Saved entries
..............................
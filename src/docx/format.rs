use crate::error::Error;
use crate::model::{BodyFormat, HeadingStyle, Profile, Report, TableFormat};
use crate::numbering::MAX_LEVEL;
use crate::xml::XmlElement;

use super::{
    Block, RPR_ORDER, StyleSheet, TBLPR_ORDER, body_blocks, collect_blocks, inches_to_twips,
    paragraph_style, ppr_mut, pts_to_half_points, runs_mut, set_first_line_indent, set_spacing,
    wml_val,
};

/// Theme font references win over explicit names, so they are dropped.
const THEME_FONT_ATTRS: &[&str] = &["w:asciiTheme", "w:hAnsiTheme", "w:eastAsiaTheme"];

fn rpr_mut(run: &mut XmlElement) -> &mut XmlElement {
    run.ensure_child("w:rPr", &["w:rPr"])
}

fn set_run_fonts(run: &mut XmlElement, east_asia: &str, latin: &str) {
    let fonts = rpr_mut(run).ensure_child("w:rFonts", RPR_ORDER);
    for attr in THEME_FONT_ATTRS {
        fonts.remove_attr(attr);
    }
    fonts.set_attr("w:eastAsia", east_asia);
    fonts.set_attr("w:ascii", latin);
    fonts.set_attr("w:hAnsi", latin);
}

fn set_run_size(run: &mut XmlElement, size_pt: f32) {
    let half_points = pts_to_half_points(size_pt).to_string();
    rpr_mut(run).put_child(wml_val("w:sz", half_points), RPR_ORDER);
}

fn set_run_bold(run: &mut XmlElement, bold: bool) {
    let b = if bold {
        XmlElement::new("w:b")
    } else {
        wml_val("w:b", "0")
    };
    rpr_mut(run).put_child(b, RPR_ORDER);
}

fn format_heading(p: &mut XmlElement, rule: &HeadingStyle) {
    // Paragraph-level spacing and indent would mask the heading style.
    if let Some(ppr) = p.child_mut("w:pPr") {
        ppr.remove_children("w:spacing");
        ppr.remove_children("w:ind");
    }
    for run in runs_mut(p) {
        set_run_fonts(run, &rule.east_asia_font, &rule.font);
        set_run_size(run, rule.size_pt);
        set_run_bold(run, rule.bold);
    }
}

fn format_body(p: &mut XmlElement, body: &BodyFormat) {
    let ppr = ppr_mut(p);
    set_spacing(ppr, body.space_before_pt, body.space_after_pt, body.line_spacing);
    set_first_line_indent(ppr, body.first_line_indent_cm);
    for run in runs_mut(p) {
        set_run_fonts(run, &body.east_asia_font, &body.font);
        set_run_size(run, body.size_pt);
    }
}

fn format_cell_paragraph(p: &mut XmlElement, table: &TableFormat) {
    set_spacing(ppr_mut(p), table.space_before_pt, table.space_after_pt, table.line_spacing);
    for run in runs_mut(p) {
        set_run_fonts(run, &table.east_asia_font, &table.font);
        set_run_size(run, table.size_pt);
    }
}

/// Width on the outer table, cell text formatting everywhere. Nested tables
/// keep the width they have inside their cell.
fn format_table(tbl: &mut XmlElement, table: &TableFormat, nested: bool) {
    if !nested {
        let width = XmlElement::new("w:tblW")
            .with_attr("w:w", inches_to_twips(table.width_in).to_string())
            .with_attr("w:type", "dxa");
        tbl.ensure_child("w:tblPr", &["w:tblPr"]).put_child(width, TBLPR_ORDER);
    }

    let mut rows = Vec::new();
    collect_rows(tbl, &mut rows);
    for row in rows {
        for cell in row.elements_mut().filter(|c| c.is("w:tc")) {
            let mut blocks = Vec::new();
            collect_blocks(cell, &mut blocks);
            for block in blocks {
                match block {
                    Block::Paragraph(p) => format_cell_paragraph(p, table),
                    Block::Table(inner) => format_table(inner, table, true),
                }
            }
        }
    }
}

fn collect_rows<'a>(parent: &'a mut XmlElement, out: &mut Vec<&'a mut XmlElement>) {
    for child in parent.elements_mut() {
        if child.is("w:tr") {
            out.push(child);
        } else if child.is("w:sdt") {
            if let Some(content) = child.child_mut("w:sdtContent") {
                collect_rows(content, out);
            }
        } else if child.is("w:customXml") {
            collect_rows(child, out);
        }
    }
}

/// Apply heading, body and table formatting to the whole document body.
pub(super) fn apply(
    document: &mut XmlElement,
    styles: &mut StyleSheet,
    profile: &Profile,
    report: &mut Report,
) -> Result<(), Error> {
    for level in 1..=MAX_LEVEL {
        if let Some(rule) = profile.heading(level) {
            styles.apply_heading_style(level, rule);
        }
    }

    for block in body_blocks(document)? {
        match block {
            Block::Paragraph(p) => {
                let heading = styles
                    .heading_level(paragraph_style(p))
                    .and_then(|level| profile.heading(level));
                match heading {
                    Some(rule) => {
                        format_heading(p, rule);
                        report.headings_formatted += 1;
                    }
                    None => {
                        format_body(p, &profile.body);
                        report.body_paragraphs_formatted += 1;
                    }
                }
            }
            Block::Table(tbl) => {
                format_table(tbl, &profile.table, false);
                report.tables_formatted += 1;
            }
        }
    }
    Ok(())
}
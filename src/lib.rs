mod config;
mod docx;
mod error;
mod model;
pub mod numbering;
mod xml;

pub use error::Error;
pub use model::{
    BodyFormat, HeadingStyle, OutlineOptions, Profile, Report, TableFormat, default_heading_styles,
};
pub use numbering::{
    HeadingCounters, HeadingOutcome, LevelNumbering, MAX_LEVEL, NumberFormat, NumberingScheme,
    NumberingSummary, Paragraph, number_heading, number_headings, strip_manual_numbering,
};

use std::path::Path;
use std::time::Instant;

use docx::Package;

pub fn tidy_docx(input: &Path, output: &Path, profile: &Profile) -> Result<Report, Error> {
    profile.validate()?;
    let t0 = Instant::now();

    let mut pkg = Package::open(input)?;
    let t_parse = t0.elapsed();

    let report = docx::tidy(&mut pkg, profile)?;
    let t_tidy = t0.elapsed();

    let bytes = pkg.to_bytes()?;
    std::fs::write(output, &bytes).map_err(Error::Io)?;
    let t_total = t0.elapsed();

    log::info!(
        "Timing: parse={:.1}ms, tidy={:.1}ms, write={:.1}ms, total={:.1}ms (output {} bytes)",
        t_parse.as_secs_f64() * 1000.0,
        (t_tidy - t_parse).as_secs_f64() * 1000.0,
        (t_total - t_tidy).as_secs_f64() * 1000.0,
        t_total.as_secs_f64() * 1000.0,
        bytes.len(),
    );

    Ok(report)
}

pub fn tidy_docx_bytes(input: &[u8], profile: &Profile) -> Result<(Vec<u8>, Report), Error> {
    profile.validate()?;
    let t0 = Instant::now();

    let mut pkg = Package::from_bytes(input.to_vec())?;
    let report = docx::tidy(&mut pkg, profile)?;
    let bytes = pkg.to_bytes()?;

    log::info!(
        "Timing: total={:.1}ms (output {} bytes)",
        t0.elapsed().as_secs_f64() * 1000.0,
        bytes.len(),
    );

    Ok((bytes, report))
}
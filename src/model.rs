use serde::{Deserialize, Serialize};

use crate::numbering::{MAX_LEVEL, NumberingScheme};

/// Formatting for body paragraphs outside tables.
#[derive(Clone, Debug, PartialEq, Serialize, Deserialize)]
#[serde(default, deny_unknown_fields)]
pub struct BodyFormat {
    pub east_asia_font: String,
    pub font: String,
    pub size_pt: f32,
    pub space_before_pt: f32,
    pub space_after_pt: f32,
    pub line_spacing: f32, // multiple of single spacing
    pub first_line_indent_cm: f32,
}

impl Default for BodyFormat {
    fn default() -> Self {
        Self {
            east_asia_font: "宋体".into(),
            font: "Times New Roman".into(),
            size_pt: 10.5,
            space_before_pt: 6.0,
            space_after_pt: 6.0,
            line_spacing: 1.0,
            first_line_indent_cm: 0.75,
        }
    }
}

/// Formatting for tables and the paragraphs inside their cells.
#[derive(Clone, Debug, PartialEq, Serialize, Deserialize)]
#[serde(default, deny_unknown_fields)]
pub struct TableFormat {
    pub east_asia_font: String,
    pub font: String,
    pub size_pt: f32,
    pub space_before_pt: f32,
    pub space_after_pt: f32,
    pub line_spacing: f32,
    pub width_in: f32,
}

impl Default for TableFormat {
    fn default() -> Self {
        Self {
            east_asia_font: "宋体".into(),
            font: "Times New Roman".into(),
            size_pt: 10.5,
            space_before_pt: 4.0,
            space_after_pt: 4.0,
            line_spacing: 1.0,
            width_in: 6.0,
        }
    }
}

/// Look of one heading level. Spacing and indent go on the heading style,
/// fonts and size on the heading's runs.
#[derive(Clone, Debug, PartialEq, Serialize, Deserialize)]
pub struct HeadingStyle {
    pub font: String,
    pub east_asia_font: String,
    pub size_pt: f32,
    pub bold: bool,
    pub space_before_pt: f32,
    pub space_after_pt: f32,
    pub line_spacing: f32,
    pub first_line_indent_cm: f32,
}

impl HeadingStyle {
    fn new(
        font: &str,
        east_asia_font: &str,
        size_pt: f32,
        bold: bool,
        space_pt: f32,
        line_spacing: f32,
        first_line_indent_cm: f32,
    ) -> Self {
        Self {
            font: font.into(),
            east_asia_font: east_asia_font.into(),
            size_pt,
            bold,
            space_before_pt: space_pt,
            space_after_pt: space_pt,
            line_spacing,
            first_line_indent_cm,
        }
    }
}

pub fn default_heading_styles() -> [HeadingStyle; MAX_LEVEL as usize] {
    [
        HeadingStyle::new("Arial", "黑体", 14.0, true, 12.0, 1.5, 0.0),
        HeadingStyle::new("Arial", "黑体", 12.0, true, 12.0, 1.5, 0.75),
        HeadingStyle::new("Times New Roman", "宋体", 10.5, false, 8.0, 1.0, 1.5),
        HeadingStyle::new("Times New Roman", "宋体", 10.5, false, 8.0, 1.0, 2.25),
        HeadingStyle::new("Times New Roman", "宋体", 10.5, false, 6.0, 1.0, 3.0),
        HeadingStyle::new("Arial", "宋体", 9.0, false, 2.0, 1.0, 0.0),
        HeadingStyle::new("Arial", "宋体", 8.0, false, 0.0, 1.0, 0.0),
        HeadingStyle::new("Arial", "宋体", 7.0, false, 0.0, 1.0, 0.0),
        HeadingStyle::new("Arial", "宋体", 6.0, false, 0.0, 1.0, 0.0),
    ]
}

/// Switches for the outline clean-up that runs before numbering.
#[derive(Clone, Copy, Debug, PartialEq, Eq, Serialize, Deserialize)]
#[serde(default, deny_unknown_fields)]
pub struct OutlineOptions {
    /// Give default-style paragraphs with an outline level the matching heading style.
    pub promote_outline_levels: bool,
    pub demote_empty_headings: bool,
    /// Demote headings followed by nothing but other headings.
    pub demote_headings_without_content: bool,
    pub zero_indents: bool,
    /// Remove list numbering from every body paragraph, not just headings.
    pub strip_list_numbering: bool,
}

impl Default for OutlineOptions {
    fn default() -> Self {
        Self {
            promote_outline_levels: true,
            demote_empty_headings: true,
            demote_headings_without_content: true,
            zero_indents: true,
            strip_list_numbering: true,
        }
    }
}

impl OutlineOptions {
    pub fn disabled() -> Self {
        Self {
            promote_outline_levels: false,
            demote_empty_headings: false,
            demote_headings_without_content: false,
            zero_indents: false,
            strip_list_numbering: false,
        }
    }
}

/// Everything one run of the tool is configured with.
#[derive(Clone, Debug, PartialEq)]
pub struct Profile {
    pub numbering: NumberingScheme,
    pub outline: OutlineOptions,
    pub body: BodyFormat,
    pub table: TableFormat,
    pub headings: [HeadingStyle; MAX_LEVEL as usize],
}

impl Default for Profile {
    fn default() -> Self {
        Self {
            numbering: NumberingScheme::default(),
            outline: OutlineOptions::default(),
            body: BodyFormat::default(),
            table: TableFormat::default(),
            headings: default_heading_styles(),
        }
    }
}

impl Profile {
    pub fn heading(&self, level: u8) -> Option<&HeadingStyle> {
        (1..=MAX_LEVEL)
            .contains(&level)
            .then(|| &self.headings[usize::from(level - 1)])
    }
}

/// Counts of what was changed in one document.
#[derive(Clone, Copy, Debug, Default, PartialEq, Eq, Serialize)]
pub struct Report {
    pub promoted: usize,
    pub demoted_empty: usize,
    pub demoted_without_content: usize,
    pub list_numbering_removed: usize,
    pub numbered: usize,
    pub stripped_prefixes: usize,
    pub body_paragraphs_formatted: usize,
    pub headings_formatted: usize,
    pub tables_formatted: usize,
}
//! Minimal mutable XML tree for rewriting package parts.
//!
//! Parts are parsed with `roxmltree` and converted into owned elements that
//! keep their qualified names (`w:p`), namespace declarations and attribute
//! order, so a part that is read and written back without edits only loses
//! insignificant formatting inside tags.

use std::collections::HashSet;

use crate::error::Error;

const XML_NS: &str = "http://www.w3.org/XML/1998/namespace";

#[derive(Clone, Debug, PartialEq)]
pub(crate) enum XmlNode {
    Element(XmlElement),
    Text(String),
    Comment(String),
    ProcessingInstruction(String, Option<String>),
}

#[derive(Clone, Debug, Default, PartialEq)]
pub(crate) struct XmlElement {
    pub(crate) name: String,
    pub(crate) attrs: Vec<(String, String)>,
    pub(crate) children: Vec<XmlNode>,
}

pub(crate) fn parse(text: &str) -> Result<XmlElement, Error> {
    let text = text.strip_prefix('\u{feff}').unwrap_or(text);
    let doc = roxmltree::Document::parse(text)?;
    Ok(convert(doc.root_element(), None))
}

fn qualified(node: roxmltree::Node, ns: Option<&str>, local: &str) -> String {
    let prefix = match ns {
        Some(XML_NS) => Some("xml"),
        Some(uri) => node.lookup_prefix(uri),
        None => None,
    };
    match prefix {
        Some(p) if !p.is_empty() => format!("{p}:{local}"),
        _ => local.to_string(),
    }
}

fn convert(node: roxmltree::Node, parent: Option<roxmltree::Node>) -> XmlElement {
    let tag = node.tag_name();
    let mut el = XmlElement::new(&qualified(node, tag.namespace(), tag.name()));

    let inherited: HashSet<(Option<&str>, &str)> = parent
        .map(|p| p.namespaces().map(|ns| (ns.name(), ns.uri())).collect())
        .unwrap_or_default();
    for ns in node.namespaces() {
        if ns.name() == Some("xml") || inherited.contains(&(ns.name(), ns.uri())) {
            continue;
        }
        let decl = match ns.name() {
            Some(prefix) => format!("xmlns:{prefix}"),
            None => "xmlns".to_string(),
        };
        el.attrs.push((decl, ns.uri().to_string()));
    }
    for attr in node.attributes() {
        el.attrs
            .push((qualified(node, attr.namespace(), attr.name()), attr.value().to_string()));
    }

    for child in node.children() {
        match child.node_type() {
            roxmltree::NodeType::Element => {
                el.children.push(XmlNode::Element(convert(child, Some(node))))
            }
            roxmltree::NodeType::Text => {
                if let Some(t) = child.text() {
                    el.children.push(XmlNode::Text(t.to_string()));
                }
            }
            roxmltree::NodeType::Comment => {
                if let Some(t) = child.text() {
                    el.children.push(XmlNode::Comment(t.to_string()));
                }
            }
            roxmltree::NodeType::PI => {
                if let Some(pi) = child.pi() {
                    el.children.push(XmlNode::ProcessingInstruction(
                        pi.target.to_string(),
                        pi.value.map(str::to_string),
                    ));
                }
            }
            roxmltree::NodeType::Root => {}
        }
    }
    el
}

/// Position of `name` in a schema sequence; names not listed sort last.
fn rank(order: &[&str], name: &str) -> usize {
    order.iter().position(|n| *n == name).unwrap_or(order.len())
}

impl XmlElement {
    pub(crate) fn new(name: &str) -> Self {
        Self {
            name: name.to_string(),
            ..Self::default()
        }
    }

    pub(crate) fn with_attr(mut self, name: &str, value: impl Into<String>) -> Self {
        self.set_attr(name, value);
        self
    }

    pub(crate) fn is(&self, name: &str) -> bool {
        self.name == name
    }

    pub(crate) fn attr(&self, name: &str) -> Option<&str> {
        self.attrs
            .iter()
            .find(|(k, _)| k == name)
            .map(|(_, v)| v.as_str())
    }

    pub(crate) fn set_attr(&mut self, name: &str, value: impl Into<String>) {
        let value = value.into();
        match self.attrs.iter_mut().find(|(k, _)| k == name) {
            Some((_, v)) => *v = value,
            None => self.attrs.push((name.to_string(), value)),
        }
    }

    pub(crate) fn remove_attr(&mut self, name: &str) {
        self.attrs.retain(|(k, _)| k != name);
    }

    pub(crate) fn elements(&self) -> impl Iterator<Item = &XmlElement> {
        self.children.iter().filter_map(|n| match n {
            XmlNode::Element(e) => Some(e),
            _ => None,
        })
    }

    pub(crate) fn elements_mut(&mut self) -> impl Iterator<Item = &mut XmlElement> {
        self.children.iter_mut().filter_map(|n| match n {
            XmlNode::Element(e) => Some(e),
            _ => None,
        })
    }

    pub(crate) fn child(&self, name: &str) -> Option<&XmlElement> {
        self.elements().find(|e| e.is(name))
    }

    pub(crate) fn child_mut(&mut self, name: &str) -> Option<&mut XmlElement> {
        self.elements_mut().find(|e| e.is(name))
    }

    /// `w:val` of the named child, the usual shape of WordprocessingML properties.
    pub(crate) fn child_val(&self, name: &str) -> Option<&str> {
        self.child(name).and_then(|c| c.attr("w:val"))
    }

    /// Existing child `name`, or a new empty one inserted where `order` says it belongs.
    pub(crate) fn ensure_child(&mut self, name: &str, order: &[&str]) -> &mut XmlElement {
        let idx = match self.position_of(name) {
            Some(idx) => idx,
            None => self.insert_ordered(XmlElement::new(name), order),
        };
        match &mut self.children[idx] {
            XmlNode::Element(e) => e,
            _ => unreachable!("index points at an element"),
        }
    }

    /// Replace child `child.name` or insert it in schema order.
    pub(crate) fn put_child(&mut self, child: XmlElement, order: &[&str]) {
        match self.position_of(&child.name) {
            Some(idx) => self.children[idx] = XmlNode::Element(child),
            None => {
                self.insert_ordered(child, order);
            }
        }
    }

    fn position_of(&self, name: &str) -> Option<usize> {
        self.children
            .iter()
            .position(|n| matches!(n, XmlNode::Element(e) if e.is(name)))
    }

    fn insert_ordered(&mut self, child: XmlElement, order: &[&str]) -> usize {
        let wanted = rank(order, &child.name);
        let idx = self
            .children
            .iter()
            .position(|n| matches!(n, XmlNode::Element(e) if rank(order, &e.name) > wanted))
            .unwrap_or(self.children.len());
        self.children.insert(idx, XmlNode::Element(child));
        idx
    }

    /// Remove every direct child element called `name`; returns how many went.
    pub(crate) fn remove_children(&mut self, name: &str) -> usize {
        let before = self.children.len();
        self.children
            .retain(|n| !matches!(n, XmlNode::Element(e) if e.is(name)));
        before - self.children.len()
    }

    pub(crate) fn has_descendant(&self, names: &[&str]) -> bool {
        self.elements()
            .any(|e| names.contains(&e.name.as_str()) || e.has_descendant(names))
    }

    /// Concatenated character data of direct text children.
    pub(crate) fn text(&self) -> String {
        let mut out = String::new();
        for n in &self.children {
            if let XmlNode::Text(t) = n {
                out.push_str(t);
            }
        }
        out
    }

    pub(crate) fn push_text(&mut self, text: &str) {
        self.children.push(XmlNode::Text(text.to_string()));
    }

    pub(crate) fn to_xml(&self) -> String {
        let mut out = String::from("<?xml version=\"1.0\" encoding=\"UTF-8\" standalone=\"yes\"?>\r\n");
        self.write_to(&mut out);
        out
    }

    fn write_to(&self, out: &mut String) {
        out.push('<');
        out.push_str(&self.name);
        for (k, v) in &self.attrs {
            out.push(' ');
            out.push_str(k);
            out.push_str("=\"");
            escape_into(out, v, true);
            out.push('"');
        }
        if self.children.is_empty() {
            out.push_str("/>");
            return;
        }
        out.push('>');
        for child in &self.children {
            match child {
                XmlNode::Element(e) => e.write_to(out),
                XmlNode::Text(t) => escape_into(out, t, false),
                XmlNode::Comment(c) => {
                    out.push_str("<!--");
                    out.push_str(c);
                    out.push_str("-->");
                }
                XmlNode::ProcessingInstruction(target, value) => {
                    out.push_str("<?");
                    out.push_str(target);
                    if let Some(v) = value {
                        out.push(' ');
                        out.push_str(v);
                    }
                    out.push_str("?>");
                }
            }
        }
        out.push_str("</");
        out.push_str(&self.name);
        out.push('>');
    }
}

fn escape_into(out: &mut String, s: &str, attribute: bool) {
    for c in s.chars() {
        match c {
            '&' => out.push_str("&amp;"),
            '<' => out.push_str("&lt;"),
            '>' => out.push_str("&gt;"),
            '"' if attribute => out.push_str("&quot;"),
            '\n' if attribute => out.push_str("&#10;"),
            '\t' if attribute => out.push_str("&#9;"),
            '\r' => out.push_str("&#13;"),
            _ => out.push(c),
        }
    }
}
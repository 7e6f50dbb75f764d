//! Recognizes hand-typed heading numbers such as `一、`, `（二）`, `3.`,
//! `1.2.3.` or `①` at the start of a heading.
//!
//! ```text
//! prefix     := segment (ws* segment)* ws*
//! segment    := open? ws* numeral{1,4} terminator
//!             | open? circled{1,4} terminator?
//! open       := '(' | '（'
//! terminator := '.' | '．' | '、' | ')' | '）' | ws
//! ```
//!
//! Segments are only taken when they match completely, so a heading such as
//! `2024年工作总结` keeps its leading digits.

const MAX_NUMERAL_CHARS: usize = 4;

fn is_open(c: char) -> bool {
    matches!(c, '(' | '（')
}

fn is_terminator(c: char) -> bool {
    matches!(c, '.' | '．' | '、' | ')' | '）') || c.is_whitespace()
}

fn is_circled(c: char) -> bool {
    ('\u{2460}'..='\u{2473}').contains(&c)
}

fn is_numeral(c: char) -> bool {
    c.is_ascii_digit()
        || ('０'..='９').contains(&c)
        || matches!(
            c,
            '〇' | '零' | '一' | '二' | '三' | '四' | '五' | '六' | '七' | '八' | '九' | '十' | '百'
        )
}

struct Cursor<'a> {
    text: &'a str,
    pos: usize,
}

impl<'a> Cursor<'a> {
    fn new(text: &'a str) -> Self {
        Self { text, pos: 0 }
    }

    fn peek(&self) -> Option<char> {
        self.text[self.pos..].chars().next()
    }

    fn eat(&mut self, pred: impl Fn(char) -> bool) -> bool {
        match self.peek() {
            Some(c) if pred(c) => {
                self.pos += c.len_utf8();
                true
            }
            _ => false,
        }
    }

    fn eat_while(&mut self, pred: impl Fn(char) -> bool) -> &'a str {
        let start = self.pos;
        while self.eat(&pred) {}
        &self.text[start..self.pos]
    }
}

/// Byte length of one numbering segment at the start of `s`.
fn segment_len(s: &str) -> Option<usize> {
    let mut cur = Cursor::new(s);
    if cur.eat(is_open) {
        cur.eat_while(char::is_whitespace);
    }
    // Circled glyphs form their own run, so `①一体化` stops after `①`.
    if cur.peek().is_some_and(is_circled) {
        let count = cur.eat_while(is_circled).chars().count();
        if count > MAX_NUMERAL_CHARS {
            return None;
        }
        cur.eat(is_terminator);
        return Some(cur.pos);
    }
    let count = cur.eat_while(is_numeral).chars().count();
    if count == 0 || count > MAX_NUMERAL_CHARS {
        return None;
    }
    cur.eat(is_terminator).then_some(cur.pos)
}

/// Byte length of the manual numbering prefix of `text`, including the
/// whitespace after it. Zero when `text` does not start with numbering.
pub fn manual_numbering_len(text: &str) -> usize {
    let mut cur = Cursor::new(text);
    let mut end = 0;
    loop {
        let before = cur.pos;
        if end > 0 {
            cur.eat_while(char::is_whitespace);
        }
        match segment_len(&text[cur.pos..]) {
            Some(len) => {
                cur.pos += len;
                end = cur.pos;
            }
            None => {
                cur.pos = before;
                break;
            }
        }
    }
    if end == 0 {
        return 0;
    }
    cur.pos = end;
    cur.eat_while(char::is_whitespace);
    cur.pos
}

/// Heading text with any leading manual numbering removed and surrounding
/// whitespace trimmed.
pub fn strip_manual_numbering(text: &str) -> &str {
    let text = text.trim_start();
    text[manual_numbering_len(text)..].trim()
}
..............................
** What the task requires **
Extract from the data every line where "pred" shows up.

** Solution for this problem **
    fn eat(&mut self, pred: impl Fn(char) -> bool) -> bool {
            Some(c) if pred(c) => {
    fn eat_while(&mut self, pred: impl Fn(char) -> bool) -> &'a str {
        while self.eat(&pred) {}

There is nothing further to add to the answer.